Ce qui semble avant tout intéresser l’artiste, c’est l’immobilité et l’atemporalité de cet espace de travail qu’est l’atelier. Un lieu de création où le temps est suspendu, grâce à ce fil tendu du work in progress, car il y a toujours quelque part dans un recoin de l’atelier, quelque chose en train de se faire : une toile en jachère, un collage à moitié nu. C’est l’espace de tous les possibles, des vagabondages imaginaires aux réalisations les plus concrètes.

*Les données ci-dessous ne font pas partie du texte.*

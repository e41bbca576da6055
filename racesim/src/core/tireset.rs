use std::convert::TryFrom;

/// Wear never reduces an agent's speed below this fraction of its base speed factor.
pub const MIN_SPEED_FRACTION: f64 = 0.5;

/// Tireset tracks the remaining life of the mounted tyres in laps.
#[derive(Debug, Clone, PartialEq, Eq)]
pub struct Tireset {
    laps_left: u32,
}

impl Tireset {
    pub fn new(laps_left: u32) -> Tireset {
        Tireset { laps_left }
    }

    pub fn laps_left(&self) -> u32 {
        self.laps_left
    }

    /// drive_lap reduces the remaining tyre life by one lap (floored at zero).
    pub fn drive_lap(&mut self) {
        self.laps_left = self.laps_left.saturating_sub(1);
    }

    /// is_worn checks if the tyres have reached the pit threshold.
    pub fn is_worn(&self, pit_threshold: u32) -> bool {
        self.laps_left <= pit_threshold
    }

    /// fit_fresh mounts a new tyre set with the given life.
    pub fn fit_fresh(&mut self, fresh_tire_laps: u32) {
        self.laps_left = fresh_tire_laps;
    }

    /// override_laps_left sets the remaining tyre life from operator input. Negative values are
    /// clamped to zero, values beyond the representable range to u32::MAX.
    pub fn override_laps_left(&mut self, value: i64) -> u32 {
        self.laps_left = u32::try_from(value.max(0)).unwrap_or(u32::MAX);
        self.laps_left
    }
}

/// calc_effective_speed returns the distance an agent covers in one tick.
///
/// effective = max(speed_factor * 0.5, speed_factor - lap * wear_factor) * path_length * chaos
///
/// Non-finite results are treated as standstill.
pub fn calc_effective_speed(
    speed_factor: f64,
    wear_factor: f64,
    lap: u32,
    path_length: f64,
    chaos_factor: f64,
) -> f64 {
    let worn_speed_factor = speed_factor - lap as f64 * wear_factor;
    let effective =
        worn_speed_factor.max(speed_factor * MIN_SPEED_FRACTION) * path_length * chaos_factor;

    if effective.is_finite() {
        effective
    } else {
        0.0
    }
}
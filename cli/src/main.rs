use anyhow::Context;
use chrono::Utc;
use clap::Parser;
use log::{info, warn};
use racesim::core::handle_race::{create_race, run_race};
use racesim::core::race::Race;
use racesim::interfaces::advisory_interface::{consult, HeuristicAdvisor};
use racesim::interfaces::control_interface::OperatorCommand;
use racesim::interfaces::render_interface::RaceState;
use racesim::post::race_result::Winner;
use racesim::pre::read_sim_pars::{read_sim_pars, SimPars};
use racesim::pre::sim_opts::SimOpts;
use rayon::prelude::*;
use std::collections::BTreeMap;
use std::fs::File;
use std::io::BufRead;
use std::thread;
use std::time::Instant;

/// Number of frames between two leaderboard prints in real-time mode.
const LEADERBOARD_PRINT_INTERVAL: u64 = 60;

const COMMAND_HELP: &str =
    "Commands: rain | dry | crash <id> <id> | pause | resume | p | tyres <id> <laps>";

/// run_headless simulates the inserted number of independent runs in parallel, every run with
/// its own seed, and returns the races in run order.
fn run_headless(sim_opts: &SimOpts, sim_pars: &SimPars) -> anyhow::Result<Vec<Race>> {
    if sim_opts.no_sim_runs == 0 {
        anyhow::bail!("Number of simulation runs must be positive!");
    }

    info!("Running {} simulation run(s) headless...", sim_opts.no_sim_runs);
    let t_start = Instant::now();

    let races = (0..sim_opts.no_sim_runs)
        .into_par_iter()
        .map(|run| -> anyhow::Result<Race> {
            let mut sim_pars_run = sim_pars.to_owned();
            sim_pars_run.race_pars.seed = sim_pars
                .race_pars
                .seed
                .map(|seed| seed.wrapping_add(u64::from(run)));

            let mut race = create_race(&sim_pars_run)?;
            run_race(
                &mut race,
                sim_opts.timestep_size,
                None,
                None,
                1.0,
                sim_opts.max_ticks,
            )
            .with_context(|| format!("Simulation run {} failed!", run))?;
            Ok(race)
        })
        .collect::<anyhow::Result<Vec<Race>>>()?;

    info!("Execution time: {}ms", t_start.elapsed().as_millis());

    if races.len() > 1 {
        let mut wins: BTreeMap<String, u32> = BTreeMap::new();
        for race in races.iter() {
            let key = match race.get_winner() {
                Winner::Agent { id, name } if race.is_finished() => format!("Agent {} ({})", id, name),
                Winner::Agent { .. } => String::from("Unfinished"),
                Winner::AllRetired => String::from("All DNF"),
            };
            *wins.entry(key).or_insert(0) += 1;
        }

        for (winner, count) in wins.iter() {
            info!("{}: {} of {} runs", winner, count, races.len());
        }
    }

    Ok(races)
}

/// run_realtime simulates the race in real time in a separate thread. Operator commands are read
/// from stdin, the leaderboard is printed to stdout.
fn run_realtime(sim_opts: &SimOpts, sim_pars: &SimPars) -> anyhow::Result<Race> {
    info!("Starting real-time simulation...");
    println!("{}", COMMAND_HELP);

    let (tx, rx) = flume::unbounded::<RaceState>();
    let (tx_cmd, rx_cmd) = flume::unbounded::<OperatorCommand>();

    let sim_opts_thread = sim_opts.to_owned();
    let sim_pars_thread = sim_pars.to_owned();

    let sim_handle = thread::spawn(move || -> anyhow::Result<Race> {
        let mut race = create_race(&sim_pars_thread)?;
        run_race(
            &mut race,
            sim_opts_thread.timestep_size,
            Some(&tx),
            Some(&rx_cmd),
            sim_opts_thread.realtime_factor,
            sim_opts_thread.max_ticks,
        )?;
        Ok(race)
    });

    // stdin reader, detached since reading blocks until the next line
    thread::spawn(move || {
        let stdin = std::io::stdin();
        for line in stdin.lock().lines() {
            let line = match line {
                Ok(line) => line,
                Err(_) => break,
            };

            if line.trim().is_empty() {
                continue;
            }

            match OperatorCommand::parse(&line) {
                Ok(command) => {
                    if tx_cmd.send(command).is_err() {
                        break;
                    }
                }
                Err(e) => {
                    warn!("{}", e);
                    println!("{}", COMMAND_HELP);
                }
            }
        }
    });

    // the channel closes once the simulation thread has finished
    let mut last_printed = None;
    for race_state in rx.iter() {
        let print_key = (race_state.tick, race_state.paused);
        let due = race_state.tick % LEADERBOARD_PRINT_INTERVAL == 0
            || last_printed.map_or(true, |(_, paused)| paused != race_state.paused);

        if race_state.final_result.is_some() || (due && last_printed != Some(print_key)) {
            print_leaderboard(&race_state);
            last_printed = Some(print_key);
        }
    }

    sim_handle
        .join()
        .map_err(|_| anyhow::anyhow!("Simulation thread panicked!"))?
}

fn print_leaderboard(race_state: &RaceState) {
    let mut flags = String::new();
    if race_state.is_raining {
        flags.push_str(" [RAIN]");
    }
    if race_state.paused {
        flags.push_str(" [PAUSED]");
    }
    if race_state.finished {
        flags.push_str(" [FINISHED]");
    }

    println!(
        "Lap {}/{}{}",
        race_state.lap_counter.lap, race_state.lap_counter.tot_no_laps, flags
    );

    for entry in race_state.leaderboard.iter() {
        let heart_rate = entry
            .heart_rate
            .map(|hr| format!("{} bpm", hr))
            .unwrap_or_else(|| String::from("-"));
        let win_probability = entry
            .win_probability
            .map(|p| format!("{}%", p))
            .unwrap_or_else(|| String::from("-"));

        println!(
            "{:>2}. Agent {} {:<12} tyres {:>2}  {:<16} HR {:<8} win {}",
            entry.rank,
            entry.id,
            entry.name,
            entry.tire_laps,
            entry.status_text(),
            heart_rate,
            win_probability
        );
    }
}

fn main() -> anyhow::Result<()> {
    // PRE-PROCESSING ------------------------------------------------------------------------------
    // get simulation options from the command line arguments
    let sim_opts: SimOpts = SimOpts::parse();

    let default_filter = if sim_opts.debug { "debug" } else { "info" };
    env_logger::Builder::from_env(env_logger::Env::default().default_filter_or(default_filter))
        .init();

    // get simulation parameters
    let parfile_path = sim_opts
        .parfile_path
        .as_ref()
        .context("No parameter file provided! Use -p <path_to_json> to run the simulation.")?;
    info!("Reading simulation parameters from {}", parfile_path.display());
    let sim_pars = read_sim_pars(parfile_path)?;

    info!(
        "Simulating {} laps on {} with {} agents and a time step size of {:.4}s",
        sim_pars.race_pars.tot_no_laps,
        sim_pars.track_pars.name,
        sim_pars.agent_pars_all.len(),
        sim_opts.timestep_size
    );

    // EXECUTION -----------------------------------------------------------------------------------
    let race = if sim_opts.realtime {
        run_realtime(&sim_opts, &sim_pars)?
    } else {
        run_headless(&sim_opts, &sim_pars)?
            .into_iter()
            .next()
            .context("No simulation run finished!")?
    };

    // POST-PROCESSING -----------------------------------------------------------------------------
    let race_result = race.get_race_result();
    race_result.print_result()?;
    let result_path = race_result.write_result_to_file(sim_opts.result_out.as_deref())?;
    info!("Race result written to {}", result_path);

    if let Some(snapshot_out) = &sim_opts.snapshot_out {
        let fh = File::create(snapshot_out).with_context(|| {
            format!("Failed to create snapshot file {}!", snapshot_out.display())
        })?;
        serde_json::to_writer_pretty(fh, &race.get_advisory_snapshot(Utc::now()))
            .context("Failed to write advisory snapshot!")?;
        info!("Advisory snapshot written to {}", snapshot_out.display());
    }

    if let Some(question) = &sim_opts.advise {
        for line in consult(&HeuristicAdvisor, &race, question, Utc::now()) {
            println!("{}", line);
        }
    }

    Ok(())
}
//! Tracing/logging setup shared by the binaries.

/// Tracing configuration (filters, output format).
pub mod tracing;

pub use self::tracing::{LogFormat, UnknownLogFormat};

/// Initialize process-wide tracing/logging.
///
/// This is safe to call multiple times; subsequent calls become no-ops.
pub fn init(format: LogFormat) {
    self::tracing::init(format);
}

À la fin du mois de mars, la galerie Flux à Liège présentera un parcours rétrospectif de l’œuvre de Philippe De Gobert, qui a beaucoup été montrée à l’étranger, mais peu en Belgique. L’exposition intitulée « Clair de lune rue paradis » regroupera une sélection d’œuvres plus historiques, comme les artist’s studio et les archives improbables, qui seront exposées au rez-de-chaussée, tandis qu’au premier étage on retrouvera des œuvres récentes et de plus grands formats, dont les perspectives piranésiennes. Au cœur de cet accrochage, une photographie donne son nom à l’exposition. Un clair de lune découpé à même la paroi de l’atelier inonde de sa lumière des objets voilés de mystère. Ce pourrait bien être le décor du Pierrot lunaire d’Albert Giraud, tel que décrit dans ces vers :
La lune, d’un rais mince et lent,
Avec des douceurs d’agonie,
Caresse de son ironie,
Comme un lumineux archet blanc,
L’âme du violon tremblant
Pierrot, symbole de l’artiste absorbé par sa rêverie, s’est une fois de plus absenté de l’atelier. Reste la lune sa muse, emblème de la poésie.
Septembre Tiberghien
1 Brian O’Doherty, « L’atelier et le cube, Du rapport entre le lieu où l’art est fabriqué et le lieu où l’art est exposé », texte daté de 2008, dans White cube, L’espace de la galerie et son idéologie (traduction française de Inside the white cube), JRP Ringier, collection Lectures Maison rouge, Paris, Zurich, 2008, p. 156.
2 Claude Lévi-Strauss, La pensée sauvage, Paris, Edition Plon, 1960. Voir la description du bricoleur p. 27.
3 Brian O’Doherty, op.cit, p. 165.
4 Albert Giraud, « Pierrot lunaire » dans Héros et Pierrots, Librairie Fischbacher, collection des poètes français de l’étranger, 1898, p.140.